As far as how to watch it – well, IF YOU’RE IN A COUNTRY WITHOUT COPYRIGHT LAWS, I’ve heard that it’s available on [REDACTED]. You can also just type “Utopia 2013 s01e01” into Yandex.com, and hope you get lucky (it helps if you know a little bit of Russian, because the Chrome auto-translate thing doesn’t really work on pages with Russian and English on the same page). Make sure to check local laws and see if you’re allowed to click things on Yandex, but typically streaming something is different than downloading it, in terms of copyright liability. But look – we don’t advise anyone to commit crimes, including the worst crime in all of history, which is copyright infringement.

If you’re in most first world countries, the show is available for steaming purchase on Amazon.

The “watch party,” where you stream and have a chat with your friends is a really fun idea, and I would actually pay to do that with you guys, but as we know, it would get shut down and all of our accounts would get banned – because Heather Heyer was BEAUTIFUL and she was murdered by a white supremacist car accident, and that is something that you just can’t joke about. This is not okay.
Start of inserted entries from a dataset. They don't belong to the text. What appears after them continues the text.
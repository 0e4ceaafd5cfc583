//! Terminal user interface built on [ratatui](https://github.com/ratatui-org/ratatui).
//!
//! The UI is organized into three layers:
//!
//! - **[`app`]**: application state, keyboard event loop, pane focus, input line
//! - **[`panes`]**: stateless render functions for each visible pane (source,
//!   console, variables, input, status bar)
//! - **[`theme`]**: centralized color palette used by all panes
//!
//! The entry point for consumers is [`App`]: construct it with a tokenized
//! [`Program`] and call [`App::run`] to start the event loop.
//!
//! [`Program`]: crate::parser::ast::Program
//! [`App::run`]: app::App::run

pub mod app;
pub mod panes;
pub mod theme;

pub use app::App;
//! Run configuration
//!
//! [`Config`] bundles the tokenizer and engine options. The binary builds it
//! from command-line flags; library callers usually take `Config::default()`.

use crate::interpreter::constants::{DEFAULT_MAX_STEPS, UNDEFINED_MARKER};

/// Order in which a print statement's parts are emitted
#[derive(Debug, Clone, Copy, PartialEq, Eq, Default)]
pub enum PrintOrder {
    /// Parts appear exactly as written
    #[default]
    SourceOrder,
    /// All literals, then all variables, then one newline if `endl` was
    /// present. Matches how programs published for the original web
    /// playground were rendered.
    LiteralsFirst,
}

#[derive(Debug, Clone, Default, PartialEq, Eq)]
pub struct TokenizerOptions {
    pub print_order: PrintOrder,
}

/// Engine limits and presentation
#[derive(Debug, Clone, PartialEq, Eq)]
pub struct EngineConfig {
    /// Tokens a single `resume` may execute before the run is halted.
    /// `None` runs unbounded.
    pub max_steps: Option<usize>,
    /// Printed in place of a variable that was never assigned
    pub undefined_marker: String,
}

impl Default for EngineConfig {
    fn default() -> Self {
        Self {
            max_steps: Some(DEFAULT_MAX_STEPS),
            undefined_marker: UNDEFINED_MARKER.to_string(),
        }
    }
}

#[derive(Debug, Clone, Default, PartialEq, Eq)]
pub struct Config {
    pub tokenizer: TokenizerOptions,
    pub engine: EngineConfig,
}
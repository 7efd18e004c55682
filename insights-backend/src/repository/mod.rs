// src/repository/mod.rs

pub mod activity_repository;

pub use activity_repository::ActivityStore;
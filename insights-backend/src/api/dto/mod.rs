// src/api/dto/mod.rs

pub mod activity_dto;
pub mod analytics_dto;
pub mod teacher_dto;
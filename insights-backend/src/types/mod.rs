pub mod datetime;
pub mod query;

pub use datetime::ActivityTimestamp;
pub use query::{deserialize_id_from_string_or_number, first_query_value};
// src/extractors/mod.rs

use crate::api::dto::activity_dto::ActivityFilterDto;
use crate::error::AppError;
use axum::{
    extract::{FromRequestParts, Path, Query},
    http::request::Parts,
};

/// GET /api/activities の絞り込み条件
///
/// クエリ文字列を (キー, 値) の並びとして読むので、同じキーの重複や
/// 未知のキーで拒否されることはない。
#[derive(Debug, Clone, Default)]
pub struct ActivityFilterQuery(pub ActivityFilterDto);

impl<S> FromRequestParts<S> for ActivityFilterQuery
where
    S: Send + Sync,
{
    type Rejection = AppError;

    async fn from_request_parts(parts: &mut Parts, state: &S) -> Result<Self, Self::Rejection> {
        let Query(pairs) = Query::<Vec<(String, String)>>::from_request_parts(parts, state)
            .await
            .map_err(|e| {
                AppError::BadRequest(format!("Invalid query string: {}", e.body_text()))
            })?;

        Ok(ActivityFilterQuery(ActivityFilterDto::from_query_pairs(&pairs)))
    }
}

/// パスパラメータの教師ID（不透明な文字列として扱う）
#[derive(Debug, Clone)]
pub struct TeacherIdPath(pub String);

impl<S> FromRequestParts<S> for TeacherIdPath
where
    S: Send + Sync,
{
    type Rejection = AppError;

    async fn from_request_parts(parts: &mut Parts, state: &S) -> Result<Self, Self::Rejection> {
        let Path(teacher_id) = Path::<String>::from_request_parts(parts, state)
            .await
            .map_err(|e| {
                AppError::BadRequest(format!(
                    "Invalid path parameter 'teacher_id': {}",
                    e.body_text()
                ))
            })?;

        Ok(TeacherIdPath(teacher_id))
    }
}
So, we can’t do the watch party.

But kudos to whoever came up with that – it’s a really nice idea.

I don’t know why that’s showing in pounds. But is it worth £3.99?

I would say definitely yes, if you’re into the conspiracy content and aren’t going to flip into a rage every time you see a fat white bitch getting nailed by a very smart colored gentleman. (Again – also child murder. They don’t show it, but they come right up close – i.e., guy holding a gun at a kid, screen goes black, you hear the bang. I found it disturbing enough to ruin the overall experience. And remember: I’m not a known prude – in fact, I’m the number one guy who argues that you should be able to kill children in video games.)

Grossness aside: finding this show is one of the most amazing experiences of my year to date. I just can’t even believe this was made. The fact that it was made is itself as interesting as the content.

By the way – I know very little about the American remake of Utopia. It was remade by Amazon in 2019, and released in September of 2020 – obviously after all of this stuff started happening in real life.

It also stars John Cusack, who has made some very interesting un-PC statements in the past.

So, it might be interesting, and I’m going to check it after I finish season 2 of the British one.

The American version is even more diverse than the British one – it was already the Small, Small World Disneyland ride, and they decided to replace one of the whites with a black. Then – cleverly – they reversed the race mixers, making it a white man and a black woman (because they’re trying to push WMBF on poor unsuspecting incels now).

I would definitely suspect that in all likelihood the American version is not as good as the British one, but if you can get the American one for free, maybe it’s worth checking.

Let’s just see if we can’t get people talking about this show, okay? I’ve heard no one talking about it.